▸ **To do**:
Could you copy each line of the listing that holds "TokenClaims"?

START Source data

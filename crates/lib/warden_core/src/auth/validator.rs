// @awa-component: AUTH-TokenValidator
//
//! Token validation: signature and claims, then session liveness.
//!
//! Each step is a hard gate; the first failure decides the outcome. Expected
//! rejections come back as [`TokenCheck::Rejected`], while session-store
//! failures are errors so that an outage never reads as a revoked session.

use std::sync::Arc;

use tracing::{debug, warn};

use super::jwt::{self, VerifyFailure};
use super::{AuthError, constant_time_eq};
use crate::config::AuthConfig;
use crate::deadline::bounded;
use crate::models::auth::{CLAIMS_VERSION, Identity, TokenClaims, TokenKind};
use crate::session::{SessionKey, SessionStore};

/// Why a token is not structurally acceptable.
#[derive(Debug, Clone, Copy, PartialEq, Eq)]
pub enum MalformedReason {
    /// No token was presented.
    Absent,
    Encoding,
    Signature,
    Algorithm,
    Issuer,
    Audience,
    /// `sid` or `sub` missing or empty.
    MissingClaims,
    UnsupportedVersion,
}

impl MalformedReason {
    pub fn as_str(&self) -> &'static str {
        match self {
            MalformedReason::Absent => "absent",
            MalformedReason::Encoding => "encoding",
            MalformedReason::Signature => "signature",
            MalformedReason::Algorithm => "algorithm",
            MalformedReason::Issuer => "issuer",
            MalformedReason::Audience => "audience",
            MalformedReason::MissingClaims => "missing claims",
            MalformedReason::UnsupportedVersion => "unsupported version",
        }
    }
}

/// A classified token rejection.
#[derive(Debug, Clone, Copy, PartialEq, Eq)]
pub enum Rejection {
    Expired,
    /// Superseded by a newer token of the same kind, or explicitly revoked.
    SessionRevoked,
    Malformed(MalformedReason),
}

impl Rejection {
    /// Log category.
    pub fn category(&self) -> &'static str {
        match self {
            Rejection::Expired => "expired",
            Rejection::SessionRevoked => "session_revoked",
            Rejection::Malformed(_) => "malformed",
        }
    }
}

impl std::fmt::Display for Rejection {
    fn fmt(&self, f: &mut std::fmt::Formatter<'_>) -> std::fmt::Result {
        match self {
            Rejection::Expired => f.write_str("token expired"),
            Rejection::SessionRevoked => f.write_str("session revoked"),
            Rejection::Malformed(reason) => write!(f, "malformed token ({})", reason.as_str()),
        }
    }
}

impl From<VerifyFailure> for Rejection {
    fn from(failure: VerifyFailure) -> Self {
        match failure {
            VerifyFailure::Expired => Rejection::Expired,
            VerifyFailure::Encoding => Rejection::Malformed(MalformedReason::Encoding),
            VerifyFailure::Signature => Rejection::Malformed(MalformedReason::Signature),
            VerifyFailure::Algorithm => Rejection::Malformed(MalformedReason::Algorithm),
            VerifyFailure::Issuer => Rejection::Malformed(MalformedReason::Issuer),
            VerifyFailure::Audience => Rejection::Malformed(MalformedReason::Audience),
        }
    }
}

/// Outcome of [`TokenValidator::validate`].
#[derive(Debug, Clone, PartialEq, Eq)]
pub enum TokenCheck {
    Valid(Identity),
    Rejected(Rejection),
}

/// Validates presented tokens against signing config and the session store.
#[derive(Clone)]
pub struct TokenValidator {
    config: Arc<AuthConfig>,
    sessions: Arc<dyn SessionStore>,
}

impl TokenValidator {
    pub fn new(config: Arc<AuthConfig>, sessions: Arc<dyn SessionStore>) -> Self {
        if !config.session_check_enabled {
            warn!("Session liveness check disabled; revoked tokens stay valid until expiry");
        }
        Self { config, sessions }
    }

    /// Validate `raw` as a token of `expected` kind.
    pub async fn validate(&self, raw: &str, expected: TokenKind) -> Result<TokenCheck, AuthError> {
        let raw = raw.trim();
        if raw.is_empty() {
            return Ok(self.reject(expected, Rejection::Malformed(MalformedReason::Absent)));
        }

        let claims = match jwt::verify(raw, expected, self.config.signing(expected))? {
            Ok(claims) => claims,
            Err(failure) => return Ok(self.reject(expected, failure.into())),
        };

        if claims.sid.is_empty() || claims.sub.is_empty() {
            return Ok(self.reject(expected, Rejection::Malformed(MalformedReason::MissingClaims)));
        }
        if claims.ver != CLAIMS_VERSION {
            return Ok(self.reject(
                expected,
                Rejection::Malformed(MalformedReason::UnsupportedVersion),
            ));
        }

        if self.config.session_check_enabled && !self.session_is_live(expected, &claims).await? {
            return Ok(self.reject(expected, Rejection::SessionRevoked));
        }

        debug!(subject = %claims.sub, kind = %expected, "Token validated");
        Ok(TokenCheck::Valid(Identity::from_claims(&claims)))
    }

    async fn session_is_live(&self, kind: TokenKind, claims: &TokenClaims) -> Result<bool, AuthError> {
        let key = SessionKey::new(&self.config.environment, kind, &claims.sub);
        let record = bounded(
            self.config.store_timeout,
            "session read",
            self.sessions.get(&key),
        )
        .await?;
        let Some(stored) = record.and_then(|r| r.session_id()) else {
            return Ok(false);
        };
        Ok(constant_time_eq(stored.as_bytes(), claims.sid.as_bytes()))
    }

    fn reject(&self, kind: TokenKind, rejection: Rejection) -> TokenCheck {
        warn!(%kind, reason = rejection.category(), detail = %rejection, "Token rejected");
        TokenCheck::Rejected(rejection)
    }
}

END Source data

▸ **Solution**:
use crate::models::auth::{CLAIMS_VERSION, Identity, TokenClaims, TokenKind};
    async fn session_is_live(&self, kind: TokenKind, claims: &TokenClaims) -> Result<bool, AuthError> {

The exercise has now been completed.